A: And realizing that seems easy, but you’re actually undoing a lot. You’re realizing how much effort has been involved all that time
R: Do you find that people can answer those simple straight forward questions, such as “how does it feel in your body?”
A: When it’s done in dialogue in treatment, someone has had that time to arrive in their body. There’s a settling that’s really important before you can feel. If I’m working on babies I have to go into my system before I start.
I also think the language of assuming that you can feel it. It’s innate. The thinking part says “I don’t know,” but the feeling — that’s quite direct. When someone doesn't know, or they’re not sure, they’re in their head.
R: One of the phrases I think about a lot is “animal body.” I guess I got it from that Mary Oliver poem. It’s how I feel, for example, when I’m working in a garden: I’m moving, I’m thinking, I’m breathing and everything feels integrated and no part of me is dominant. I wonder what comes up for you in response to that phrase?
A: When lockdown happened I was struck by how many instinctive things people did: going outside, making things, doing things with their hands. All that stuff where there’s less conditioning. You get to wake up when your body wants to wake up, rather than when an alarm sounds. When you’re more tuned in. Just how it feels to be on the beach or in the forest.
For me, [the animal body] is a connection with nature, but also myself — my own rhythm, my own pace. Not the thing I think I should've achieved that day or what other people are doing.
R: Your connection to yourself is a connection to nature, in a way.
A: There’s the outer nature and inner nature.

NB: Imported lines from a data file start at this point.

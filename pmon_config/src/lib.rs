#![cfg_attr(all(not(debug_assertions), not(test)), deny(warnings))]
#![cfg_attr(
    all(not(debug_assertions), not(test)),
    deny(clippy::all, clippy::pedantic, clippy::nursery)
)]
#![allow(clippy::module_name_repetitions, clippy::missing_errors_doc)]
//! Config schema for the particle monitor.
//!
//! - `Config` and sub-structs are deserialized from TOML.
//! - `apply_env` layers the device's settings keys (`DEVICE_ID`,
//!   `CIRCUITPY_WIFI_SSID`, ...) over the file, so a bare environment is
//!   enough to configure a unit.
//! - `validate` rejects anything the control loop cannot run with.
use serde::Deserialize;
use std::path::Path;

/// Default time source used to program the RTC.
pub const DEFAULT_TIME_URL: &str = "https://timeapi.io/api/Time/current/zone?timeZone=utc";

#[derive(Debug, Deserialize, Default, Clone)]
#[serde(default)]
pub struct Device {
    /// Identifier sent as `deviceId` with every measurement.
    pub id: String,
}

#[derive(Debug, Deserialize, Default, Clone)]
#[serde(default)]
pub struct Wifi {
    pub ssid: String,
    /// Empty for open networks.
    pub password: String,
}

#[derive(Debug, Deserialize, Clone)]
#[serde(default)]
pub struct Endpoints {
    /// Any URL that answers 200 when the internet is reachable.
    pub internet_test_url: String,
    /// Availability endpoint of the measurement server.
    pub server_test_url: String,
    /// Exact body the availability endpoint must return.
    pub server_expected_response: String,
    pub server_post_url: String,
    /// JSON UTC time source (`year`, `month`, `day`, `hour`, `minute`, `seconds`).
    pub time_url: String,
}

impl Default for Endpoints {
    fn default() -> Self {
        Self {
            internet_test_url: String::new(),
            server_test_url: String::new(),
            server_expected_response: String::new(),
            server_post_url: String::new(),
            time_url: DEFAULT_TIME_URL.to_string(),
        }
    }
}

#[derive(Debug, Deserialize, Clone)]
#[serde(default)]
pub struct Cadence {
    /// Pause between loop iterations (ms).
    pub read_ms: u64,
    /// Display-only iterations between two post attempts.
    pub reads_before_post: u32,
    /// Consecutive post failures tolerated before going offline for good.
    pub retries_before_offline: u32,
    /// Pause after a failed sensor call or a failed startup stage (ms).
    pub failure_pause_ms: u64,
}

impl Default for Cadence {
    fn default() -> Self {
        Self {
            read_ms: 5_000,
            reads_before_post: 12,
            retries_before_offline: 3,
            failure_pause_ms: 5_000,
        }
    }
}

#[derive(Debug, Deserialize, Clone)]
#[serde(default)]
pub struct Sensor {
    /// Linux I2C bus number (hardware builds only).
    pub i2c_bus: u8,
    /// 7-bit I2C address of the PMSA003I.
    pub i2c_address: u16,
}

impl Default for Sensor {
    fn default() -> Self {
        Self {
            i2c_bus: 1,
            i2c_address: 0x12,
        }
    }
}

#[derive(Debug, Deserialize, Default, Clone)]
#[serde(default)]
pub struct Logging {
    pub file: Option<String>,  // path to .log (JSON lines)
    pub level: Option<String>, // "info","debug"
    /// Log rotation policy: "never" | "daily" | "hourly" (default: never)
    pub rotation: Option<String>,
}

#[derive(Debug, Deserialize, Default, Clone)]
pub struct Config {
    #[serde(default)]
    pub device: Device,
    #[serde(default)]
    pub wifi: Wifi,
    #[serde(default)]
    pub endpoints: Endpoints,
    #[serde(default)]
    pub cadence: Cadence,
    #[serde(default)]
    pub sensor: Sensor,
    #[serde(default)]
    pub logging: Logging,
}

pub fn load_toml(s: &str) -> Result<Config, toml::de::Error> {
    toml::from_str::<Config>(s)
}

/// Read and parse a config file, then apply overrides from the process
/// environment. Validation is left to the caller.
pub fn load_file(path: &Path) -> eyre::Result<Config> {
    let text = std::fs::read_to_string(path)
        .map_err(|e| eyre::eyre!("read config {}: {}", path.display(), e))?;
    let mut cfg =
        load_toml(&text).map_err(|e| eyre::eyre!("parse config {}: {}", path.display(), e))?;
    cfg.apply_env(|k| std::env::var(k).ok());
    Ok(cfg)
}

/// Settings keys understood by `apply_env`, in the order they are applied.
pub const ENV_KEYS: [&str; 7] = [
    "DEVICE_ID",
    "CIRCUITPY_WIFI_SSID",
    "CIRCUITPY_WIFI_PASSWORD",
    "INTERNET_CONNECTION_TEST_URL",
    "SERVER_CONNECTION_TEST_URL",
    "SERVER_CONNECTION_EXPECTED_RESPONSE",
    "SERVER_POST_URL",
];

impl Config {
    /// Override fields from key/value settings. `lookup` is usually
    /// `std::env::var`; tests pass a map.
    pub fn apply_env(&mut self, lookup: impl Fn(&str) -> Option<String>) {
        for key in ENV_KEYS {
            let Some(value) = lookup(key) else { continue };
            let slot = match key {
                "DEVICE_ID" => &mut self.device.id,
                "CIRCUITPY_WIFI_SSID" => &mut self.wifi.ssid,
                "CIRCUITPY_WIFI_PASSWORD" => &mut self.wifi.password,
                "INTERNET_CONNECTION_TEST_URL" => &mut self.endpoints.internet_test_url,
                "SERVER_CONNECTION_TEST_URL" => &mut self.endpoints.server_test_url,
                "SERVER_CONNECTION_EXPECTED_RESPONSE" => {
                    &mut self.endpoints.server_expected_response
                }
                "SERVER_POST_URL" => &mut self.endpoints.server_post_url,
                _ => continue,
            };
            *slot = value;
        }
    }

    pub fn validate(&self) -> eyre::Result<()> {
        // Identity
        if self.device.id.trim().is_empty() {
            eyre::bail!("device.id must be set (or DEVICE_ID)");
        }
        if self.wifi.ssid.is_empty() {
            eyre::bail!("wifi.ssid must be set (or CIRCUITPY_WIFI_SSID)");
        }

        // Endpoints
        check_url("endpoints.internet_test_url", &self.endpoints.internet_test_url)?;
        check_url("endpoints.server_test_url", &self.endpoints.server_test_url)?;
        check_url("endpoints.server_post_url", &self.endpoints.server_post_url)?;
        check_url("endpoints.time_url", &self.endpoints.time_url)?;
        if self.endpoints.server_expected_response.is_empty() {
            eyre::bail!("endpoints.server_expected_response must be set");
        }

        // Cadence
        if self.cadence.read_ms == 0 {
            eyre::bail!("cadence.read_ms must be >= 1");
        }
        if self.cadence.read_ms > 60 * 60 * 1000 {
            eyre::bail!("cadence.read_ms is unreasonably large (>1h)");
        }
        if self.cadence.reads_before_post == 0 {
            eyre::bail!("cadence.reads_before_post must be >= 1");
        }
        if self.cadence.failure_pause_ms == 0 {
            eyre::bail!("cadence.failure_pause_ms must be >= 1");
        }
        if self.cadence.failure_pause_ms > 60 * 60 * 1000 {
            eyre::bail!("cadence.failure_pause_ms is unreasonably large (>1h)");
        }

        // Sensor
        if self.sensor.i2c_address > 0x7f {
            eyre::bail!("sensor.i2c_address must be a 7-bit address");
        }

        // Logging
        if let Some(r) = self.logging.rotation.as_deref()
            && !matches!(r, "never" | "daily" | "hourly")
        {
            eyre::bail!("logging.rotation must be one of never|daily|hourly, got {r:?}");
        }

        Ok(())
    }
}

fn check_url(name: &str, url: &str) -> eyre::Result<()> {
    if url.is_empty() {
        eyre::bail!("{name} must be set");
    }
    if !(url.starts_with("http://") || url.starts_with("https://")) {
        eyre::bail!("{name} must be an http(s) URL, got {url:?}");
    }
    Ok(())
}
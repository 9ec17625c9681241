//! Test and helper mocks for pmon_core

use std::sync::{Arc, Mutex};

use crate::capabilities::PresentationSink;
use crate::model::{Measurement, Stage};

/// One screen update, as seen by [`RecordingDisplay`].
#[derive(Debug, Clone, Copy, PartialEq, Eq)]
pub enum DisplayEvent {
    Initializing,
    Measurement {
        pm10: u16,
        pm25: u16,
        pm100: u16,
        online: bool,
    },
    ConnectionFailed(Stage),
    Retrying(Stage),
}

/// Display that records every update. Clones share the same log, so a test
/// can keep one clone and hand the other to the monitor.
#[derive(Debug, Clone, Default)]
pub struct RecordingDisplay {
    events: Arc<Mutex<Vec<DisplayEvent>>>,
}

impl RecordingDisplay {
    pub fn new() -> Self {
        Self::default()
    }

    pub fn events(&self) -> Vec<DisplayEvent> {
        self.events
            .lock()
            .map(|g| g.clone())
            .unwrap_or_default()
    }

    pub fn measurements(&self) -> usize {
        self.events()
            .iter()
            .filter(|e| matches!(e, DisplayEvent::Measurement { .. }))
            .count()
    }

    fn push(&self, ev: DisplayEvent) {
        if let Ok(mut g) = self.events.lock() {
            g.push(ev);
        }
    }
}

impl PresentationSink for RecordingDisplay {
    fn show_initializing(&mut self) {
        self.push(DisplayEvent::Initializing);
    }

    fn show_measurement(&mut self, m: &Measurement, online: bool) {
        self.push(DisplayEvent::Measurement {
            pm10: m.pm10_standard,
            pm25: m.pm25_standard,
            pm100: m.pm100_standard,
            online,
        });
    }

    fn show_connection_failed(&mut self, stage: Stage) {
        self.push(DisplayEvent::ConnectionFailed(stage));
    }

    fn show_retrying(&mut self, stage: Stage) {
        self.push(DisplayEvent::Retrying(stage));
    }
}

/// A display that drops everything; for headless runs.
#[derive(Debug, Clone, Copy, Default)]
pub struct NullDisplay;

impl PresentationSink for NullDisplay {
    fn show_initializing(&mut self) {}
    fn show_measurement(&mut self, _m: &Measurement, _online: bool) {}
    fn show_connection_failed(&mut self, _stage: Stage) {}
    fn show_retrying(&mut self, _stage: Stage) {}
}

And interaction between the two. For example, in the winter when it's the holiday season, people are still expected to be socializing. Except it’s winter! So our animal body actually wants early nights and books but we’ve been conditioned that we should be out with glitter and drinking prosecco.
R: I have this theory: Early Covid lockdown was the first step, wherein people started honoring their basic physical needs in a way that the capitalist pace didn’t previously allow. Sleeping more, eating better, no commuting etc. Three to six months of that, and then what happened? All these people started massively changing their lives as a result. The great resignation — in both the knowledge and service economies — moving to cheaper places, ending or starting relationships. Do you think that those deep, gut-level responses that people are having are because they started honoring the animal body, just by listening to those simple needs?
A: Once you’ve seen certain things you can’t unsee it. That’s the case on many levels. I don’t feel good when I’m squashed on the tube. I used to work four evenings a week. That’s not feeling good anymore. Burnout is happening, I’m not thriving. Simply noticing, for example, how differently I feel in my body when I walk to work is a big part of the practice.
I think a lot of people have had that experience where even though there’s this stuff happening for the collective, the fact there’s such individual things going on, it shifts people.
With the animal body, when there’s pain, it says: Okay I can’t do this again. But when you’re softening into [your animal body] you start to be able to ask: What does pleasure feel like in my body? What does relief feel like? What does it feel like when you can breathe? That’s my direction.
My personal practice is more embodied and having more clients that are that way as well. It opens up a whole door. Coming from an osteopathic background, before it was like, “there’s pain and you get people out of pain” and now there’s all the other stuff. How do you get people to feel not just the absence of pain but to feel pleasure in their bodies?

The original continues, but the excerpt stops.